//! Executable tools and the registry that holds them.
//!
//! A tool declares its schema and risk level and executes inside an
//! [`ExecutionContext`]. `dry_run` must never perform side effects: pure
//! tools delegate to `execute`, effectful ones synthesize a preview.

pub mod builtin;
pub mod registry;
pub mod schema;

use std::time::Instant;

use serde_json::Value;

use nexus_domain::approval::RiskLevel;
use nexus_domain::cancel::CancelToken;
use nexus_domain::error::{Error, Result};
use nexus_domain::project::AgentConfig;
use nexus_domain::tool::ToolDefinition;

pub use registry::ToolRegistry;

// ━━━━━━━━━━━━━━━━━━━━━━━━━━━━━━━━━━━━━━━━━━━━━━━━━━━━━━━━━━━━━━━━━━
// Execution context & result
// ━━━━━━━━━━━━━━━━━━━━━━━━━━━━━━━━━━━━━━━━━━━━━━━━━━━━━━━━━━━━━━━━━━

/// Everything a tool may need while executing, scoped to one turn.
#[derive(Clone)]
pub struct ExecutionContext {
    pub project_id: String,
    pub session_id: uuid::Uuid,
    pub trace_id: uuid::Uuid,
    pub agent_config: AgentConfig,
    /// Tool ids the project permits.
    pub allowed_tools: Vec<String>,
    pub cancel: CancelToken,
}

/// Uniform result of a tool execution or dry run.
#[derive(Debug, Clone, serde::Serialize)]
#[serde(rename_all = "camelCase")]
pub struct ToolResult {
    pub success: bool,
    pub output: Value,
    #[serde(skip_serializing_if = "Option::is_none")]
    pub error: Option<String>,
    pub duration_ms: u64,
    #[serde(skip_serializing_if = "Option::is_none")]
    pub metadata: Option<Value>,
}

impl ToolResult {
    pub fn ok(output: Value, duration_ms: u64) -> Self {
        Self {
            success: true,
            output,
            error: None,
            duration_ms,
            metadata: None,
        }
    }

    pub fn err(message: impl Into<String>, duration_ms: u64) -> Self {
        Self {
            success: false,
            output: Value::Null,
            error: Some(message.into()),
            duration_ms,
            metadata: None,
        }
    }

    /// Render the output for a tool_result content part.
    pub fn output_text(&self) -> String {
        match &self.output {
            Value::String(s) => s.clone(),
            Value::Null => self.error.clone().unwrap_or_default(),
            other => other.to_string(),
        }
    }
}

// ━━━━━━━━━━━━━━━━━━━━━━━━━━━━━━━━━━━━━━━━━━━━━━━━━━━━━━━━━━━━━━━━━━
// ExecutableTool trait
// ━━━━━━━━━━━━━━━━━━━━━━━━━━━━━━━━━━━━━━━━━━━━━━━━━━━━━━━━━━━━━━━━━━

/// Trait every tool must implement.
#[async_trait::async_trait]
pub trait ExecutableTool: Send + Sync {
    /// Globally unique id. MCP-sourced tools are namespaced
    /// `mcp:<prefix>:<name>`.
    fn id(&self) -> &str;
    fn name(&self) -> &str;
    fn description(&self) -> &str;
    fn category(&self) -> &str;
    /// JSON Schema for the input payload.
    fn input_schema(&self) -> Value;
    fn output_schema(&self) -> Option<Value> {
        None
    }
    fn risk_level(&self) -> RiskLevel;
    fn requires_approval(&self) -> bool {
        self.risk_level().requires_approval()
    }
    fn side_effects(&self) -> bool;
    fn supports_dry_run(&self) -> bool {
        true
    }

    async fn execute(&self, input: Value, ctx: &ExecutionContext) -> Result<ToolResult>;

    /// Side-effect-free preview. Pure tools run for real; effectful tools
    /// return a synthesized preview of what would happen.
    async fn dry_run(&self, input: Value, ctx: &ExecutionContext) -> Result<ToolResult> {
        if self.side_effects() {
            Ok(ToolResult::ok(
                serde_json::json!({
                    "dryRun": true,
                    "tool": self.id(),
                    "wouldExecuteWith": input,
                }),
                0,
            ))
        } else {
            self.execute(input, ctx).await
        }
    }

    /// Liveness probe; defaults to healthy.
    async fn health_check(&self) -> Result<bool> {
        Ok(true)
    }

    /// The definition handed to the LLM.
    fn definition(&self) -> ToolDefinition {
        ToolDefinition {
            name: self.id().to_string(),
            description: self.description().to_string(),
            input_schema: self.input_schema(),
        }
    }
}

/// Validate input against the tool's schema, execute, and time the call.
///
/// A thrown error becomes an unsuccessful `ToolResult` — tool failures are
/// captured, never fatal to the turn.
pub async fn execute_validated(
    tool: &dyn ExecutableTool,
    input: Value,
    ctx: &ExecutionContext,
) -> ToolResult {
    let started = Instant::now();

    let violations = schema::validate(&tool.input_schema(), &input);
    if !violations.is_empty() {
        return ToolResult::err(
            format!("input validation failed: {}", violations.join("; ")),
            started.elapsed().as_millis() as u64,
        );
    }

    match tool.execute(input, ctx).await {
        Ok(mut result) => {
            if result.duration_ms == 0 {
                result.duration_ms = started.elapsed().as_millis() as u64;
            }
            result
        }
        Err(e) => {
            tracing::warn!(tool = tool.id(), error = %e, "tool execution failed");
            ToolResult::err(
                Error::ToolExecution(e.to_string()).to_string(),
                started.elapsed().as_millis() as u64,
            )
        }
    }
}

#[cfg(test)]
pub(crate) fn test_context() -> ExecutionContext {
    use nexus_domain::project::{AgentConfig, ProviderSpec};
    ExecutionContext {
        project_id: "P1".into(),
        session_id: uuid::Uuid::new_v4(),
        trace_id: uuid::Uuid::new_v4(),
        agent_config: AgentConfig {
            provider: ProviderSpec {
                provider: "anthropic".into(),
                model: "claude-sonnet-4-20250514".into(),
                api_key_env_var: "UNUSED".into(),
                base_url: None,
                temperature: None,
                max_tokens: 4096,
            },
            failover: Default::default(),
            allowed_tools: vec!["calculator".into()],
            memory: Default::default(),
            cost: Default::default(),
        },
        allowed_tools: vec!["calculator".into()],
        cancel: CancelToken::new(),
    }
}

# # #

→ Problem statement:
Using the entries above, extract exactly the span from the line with "async fn health_check(&self)" to the line with "#[cfg(test)]", both lines included; leave out everything else.

→ Reply to the exercise:
    async fn health_check(&self) -> Result<bool> {
        Ok(true)
    }

    /// The definition handed to the LLM.
    fn definition(&self) -> ToolDefinition {
        ToolDefinition {
            name: self.id().to_string(),
            description: self.description().to_string(),
            input_schema: self.input_schema(),
        }
    }
}

/// Validate input against the tool's schema, execute, and time the call.
///
/// A thrown error becomes an unsuccessful `ToolResult` — tool failures are
/// captured, never fatal to the turn.
pub async fn execute_validated(
    tool: &dyn ExecutableTool,
    input: Value,
    ctx: &ExecutionContext,
) -> ToolResult {
    let started = Instant::now();

    let violations = schema::validate(&tool.input_schema(), &input);
    if !violations.is_empty() {
        return ToolResult::err(
            format!("input validation failed: {}", violations.join("; ")),
            started.elapsed().as_millis() as u64,
        );
    }

    match tool.execute(input, ctx).await {
        Ok(mut result) => {
            if result.duration_ms == 0 {
                result.duration_ms = started.elapsed().as_millis() as u64;
            }
            result
        }
        Err(e) => {
            tracing::warn!(tool = tool.id(), error = %e, "tool execution failed");
            ToolResult::err(
                Error::ToolExecution(e.to_string()).to_string(),
                started.elapsed().as_millis() as u64,
            )
        }
    }
}

#[cfg(test)]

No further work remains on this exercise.